Since I'm currently living in Washington, it's been hard to ignore the fanfare over Reagan, though I've certainly tried. The jets that flew over his Capitol procession also flew over my house, and the ceremonies on Friday were on TVs all over the city. DC was also very quiet that day as Bush had given a lot of people the day off. Meanwhile I just held my breath and waited for it to be over.
It's not that I want to jump up and down and spit on his grave - he was a father, a husband, and he leaves behind loved ones and I'm sensitive to their loss. And I agree with what I overheard someone else say, that as a US president his death was due a certain ceremony.
My objection is to the posthumous deifying of the man. I don't want to change the money in his honor, or anything else for that matter. And I don't want to pretend that he was the greatest president ever, although I admit that his presidency did have lasting effects. Whether all of them are effects we'd like to have, though, I'm not so sure.

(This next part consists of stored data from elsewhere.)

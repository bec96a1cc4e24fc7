use clap::Parser;
use std::path::PathBuf;

use ndvichip::FlattenMode;

#[derive(Parser)]
#[command(name = "ndvichip", version, about = "NDVI difference chip dataset builder")]
pub struct CliArgs {
    /// Annotation source (shapefile, GeoPackage or any OGR vector format)
    #[arg(short, long)]
    pub shapefile: Option<PathBuf>,

    /// Directory containing <Subregion>_<Start>to<End>_NDVI_Difference.tif rasters
    #[arg(long)]
    pub ndvi_dir: Option<PathBuf>,

    /// Output root; chips go to <output>/images/chips, tables to <output>/meta
    #[arg(short, long)]
    pub output_dir: Option<PathBuf>,

    /// Chip size. Options:
    /// - Square: any positive integer (e.g., 256)
    /// - Rectangular: WIDTHxHEIGHT (e.g., 256x128)
    /// - Full raster: "full"
    #[arg(long)]
    pub chip_size: Option<String>,

    /// Only use rasters and annotations for this span (e.g., 2015to2019)
    #[arg(long)]
    pub years: Option<String>,

    /// Keep chips that no annotation intersects (as background rows)
    #[arg(long, default_value_t = false)]
    pub keep_empty: bool,

    /// Overwrite existing chips and tables
    #[arg(long, default_value_t = false)]
    pub overwrite: bool,

    /// Empty the chip directory before writing
    #[arg(long, default_value_t = false)]
    pub clean_dest: bool,

    /// Number of chipping workers (default: available cores)
    #[arg(long)]
    pub workers: Option<usize>,

    /// How overlapping annotation parts are merged
    #[arg(long, value_enum)]
    pub flatten: Option<FlattenMode>,

    /// Keep geometry in the raster CRS instead of chip pixel coordinates
    #[arg(long, default_value_t = false)]
    pub geographic: bool,

    /// Minimum number of dataset rows; fewer is an error
    #[arg(long)]
    pub min_rows: Option<usize>,

    /// JSON file with dataset parameters; command line flags override it
    #[arg(long)]
    pub config: Option<PathBuf>,

    /// CSV table path (default: <output>/meta/<ndvi-dir name>_chips.csv)
    #[arg(long)]
    pub csv: Option<PathBuf>,

    /// Enable logging
    #[arg(long, default_value_t = false)]
    pub log: bool,
}
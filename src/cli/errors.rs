use thiserror::Error;

/// Application-specific errors for the CLI
#[derive(Debug, Error)]
pub enum AppError {
    #[error("Invalid chip size: {size}. Must be a positive integer, WIDTHxHEIGHT or 'full'")]
    InvalidChipSize { size: String },

    #[error("Chip size must be greater than 0, got: {size}")]
    ZeroChipSize { size: String },

    #[error("Invalid year span: {years}. Expected <start>to<end>, e.g. 2015to2019")]
    InvalidYears { years: String },

    #[error("Missing required argument: {arg}")]
    MissingArgument { arg: String },

    #[error("I/O error: {0}")]
    Io(#[from] std::io::Error),

    #[error(transparent)]
    Dataset(#[from] ndvichip::Error),
}
//! NDVI difference raster naming convention:
//! `<Subregion>[_Expanded]_<StartYear>to<EndYear>_NDVI_Difference.tif`.
//!
//! `_Expanded` is folded into an `E` suffix on the subregion, so
//! `A12_Expanded_2015to2019_NDVI_Difference.tif` belongs to subregion `A12E`.
use std::path::{Path, PathBuf};

use tracing::debug;

use crate::error::{Error, Result};
use crate::types::YearPair;

const SUFFIX: &str = "_NDVI_Difference";
const EXPANDED: &str = "Expanded";

/// Subregion and years decoded from a raster filename.
#[derive(Debug, Clone, PartialEq, Eq, Hash)]
pub struct RasterName {
    pub subregion: String,
    pub years: YearPair,
}

/// Decodes raster filenames into subregion and years.
pub trait FilenameParser: Sync {
    fn parse(&self, file_name: &str) -> Result<RasterName>;
}

/// The default NDVI difference convention.
#[derive(Debug, Clone, Copy, Default)]
pub struct NdviDifferenceNames;

impl FilenameParser for NdviDifferenceNames {
    fn parse(&self, file_name: &str) -> Result<RasterName> {
        parse_ndvi_filename(file_name)
    }
}

impl<F> FilenameParser for F
where
    F: Fn(&str) -> Result<RasterName> + Sync,
{
    fn parse(&self, file_name: &str) -> Result<RasterName> {
        self(file_name)
    }
}

fn invalid(name: &str, reason: impl Into<String>) -> Error {
    Error::InvalidFilename {
        name: name.to_string(),
        reason: reason.into(),
    }
}

/// Parse `<Subregion>[_Expanded]_<StartYear>to<EndYear>_NDVI_Difference.tif`.
pub fn parse_ndvi_filename(file_name: &str) -> Result<RasterName> {
    let stem = Path::new(file_name)
        .file_stem()
        .and_then(|s| s.to_str())
        .ok_or_else(|| invalid(file_name, "no file stem"))?;
    let head = stem
        .strip_suffix(SUFFIX)
        .ok_or_else(|| invalid(file_name, format!("missing '{SUFFIX}' suffix")))?;

    let parts: Vec<&str> = head.split('_').collect();
    let (subregion, years) = match parts.as_slice() {
        [sub, marker, years] if *marker == EXPANDED => (format!("{sub}E"), *years),
        [sub, years] => (sub.to_string(), *years),
        [single] => split_compact(single).ok_or_else(|| invalid(file_name, "no year span"))?,
        _ => return Err(invalid(file_name, "unexpected '_' separated parts")),
    };
    if subregion.is_empty() || subregion == "E" {
        return Err(invalid(file_name, "empty subregion"));
    }
    let years: YearPair = years.parse().map_err(|e: String| invalid(file_name, e))?;
    Ok(RasterName { subregion, years })
}

/// `Ab2015to2019` -> (`Ab`, `2015to2019`), scanning back over the start year digits.
fn split_compact(s: &str) -> Option<(String, &str)> {
    let to = s.rfind("to")?;
    let prefix = &s[..to];
    let digits = prefix
        .bytes()
        .rev()
        .take_while(|b| b.is_ascii_digit())
        .count();
    if digits == 0 {
        return None;
    }
    let split = to - digits;
    Some((s[..split].to_string(), &s[split..]))
}

/// Inverse of [`parse_ndvi_filename`].
pub fn build_filename(subregion: &str, years: YearPair) -> String {
    let mut head = subregion.to_string();
    match subregion.chars().last() {
        Some(c) if c.is_ascii_digit() => head.push('_'),
        Some('E') => {
            head.pop();
            head.push('_');
            head.push_str(EXPANDED);
            head.push('_');
        }
        _ => {}
    }
    format!("{head}{years}{SUFFIX}.tif")
}

/// `.tif` rasters directly under `dir` whose names parse, sorted by path.
/// Names that do not follow the convention are skipped.
pub fn discover_rasters<P: FilenameParser + ?Sized>(
    dir: &Path,
    parser: &P,
) -> Result<Vec<(PathBuf, RasterName)>> {
    let mut found = Vec::new();
    for entry in std::fs::read_dir(dir)? {
        let path = entry?.path();
        let is_tif = path
            .extension()
            .and_then(|e| e.to_str())
            .is_some_and(|e| e.eq_ignore_ascii_case("tif") || e.eq_ignore_ascii_case("tiff"));
        if !path.is_file() || !is_tif {
            continue;
        }
        let Some(name) = path.file_name().and_then(|n| n.to_str()) else {
            continue;
        };
        match parser.parse(name) {
            Ok(parsed) => found.push((path.clone(), parsed)),
            Err(e) => debug!("Skipping {:?}: {}", path, e),
        }
    }
    found.sort_by(|a, b| a.0.cmp(&b.0));
    Ok(found)
}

There are a couple of things that come to mind most strongly when I reflect on Reagan. One, that he gassed the students at the University of California at Berkeley. (He called out the National Guard as governor of California and they gassed the student protestors.) I wasn't there, but I don't need to be - nor do I need to be an alumna of the school (though I am) - in order to feel that it was a violent over-reaction to dissent. Given the degree that he's being feted for having "defeating" the Soviet Union it might be nice if we didn't forget how he acted in such a Soviet style himself.
I also question whether he really did "defeat" the Soviet Union in the Cold War. I remember being terrified when I was in elementary school that he was being so provocative that he was going to get us all blown up. It may have been an oversimplified perception, but as I've gotten older I've noticed that fifth graders, with their less convoluted outlooks, often get things more right than adults who tend to get more lost in complexities.
(Gorbachev, who I do tend to think is more deserving of honor for ending the Cold War, himself credits Reagan for helping to end it. I don't deny that Reagan played a crucial role, but it may have been more to create the political realities that allowed Gorbachev to do what he did. Perhaps if these actions had been part of a flawless design I could congratulate him for it. But my sense of the history was that it was, like so much else, more a fortunate accident.)
The thing that bothers me the most, though, is that in fourth grade he made me cry. There was some nonsense about bringing school prayer back to schools, and for a brief period this directive manifested in a moment of silence after the Pledge of Allegience. It was just a moment of silence, we were told, not a directive to pray. As if that made it ok. I knew its purpose was for a moment of Christian contemplation. I wasn't Christian, I knew it wasn't for me. It was a moment when I became an outcast in my own country. As if the fourth grade wasn't trying enough.
There are some conservatives who have lambasted critics of Reagan as being partisan in refusing to go along with the flow in feting his fictional flawlessness. It's an unfair criticism for the most part because it serves no one's interests if we can't evaluate his presidency thoroughly and honestly, to face down the mistakes if we wish to celebrate the glories.
Lest I be painted with the same critical brush, I also wish to point out that I grew up during the Reagan presidency. That I've become a Democrat is directly due to him because as I gained my political consciousness I looked around and knew there had to be a better way.
Edit 6/15/04: What did happen in 4th grade? An article in today's New York Times says that unlike Bush, Reagan didn't mix religion and politics. That's not my recollection, but perhaps I'm missing something.
The article talked about comments made by his son at the funeral, trying to differentiate Reagan and Bush's invocation of religion into politics. Of course, from my understanding, Ron Reagan Jr., whose views I generally do respect, often didn't see eye-to-eye with his dad. But I admire the son for having tried to bridge the ideological gap between them.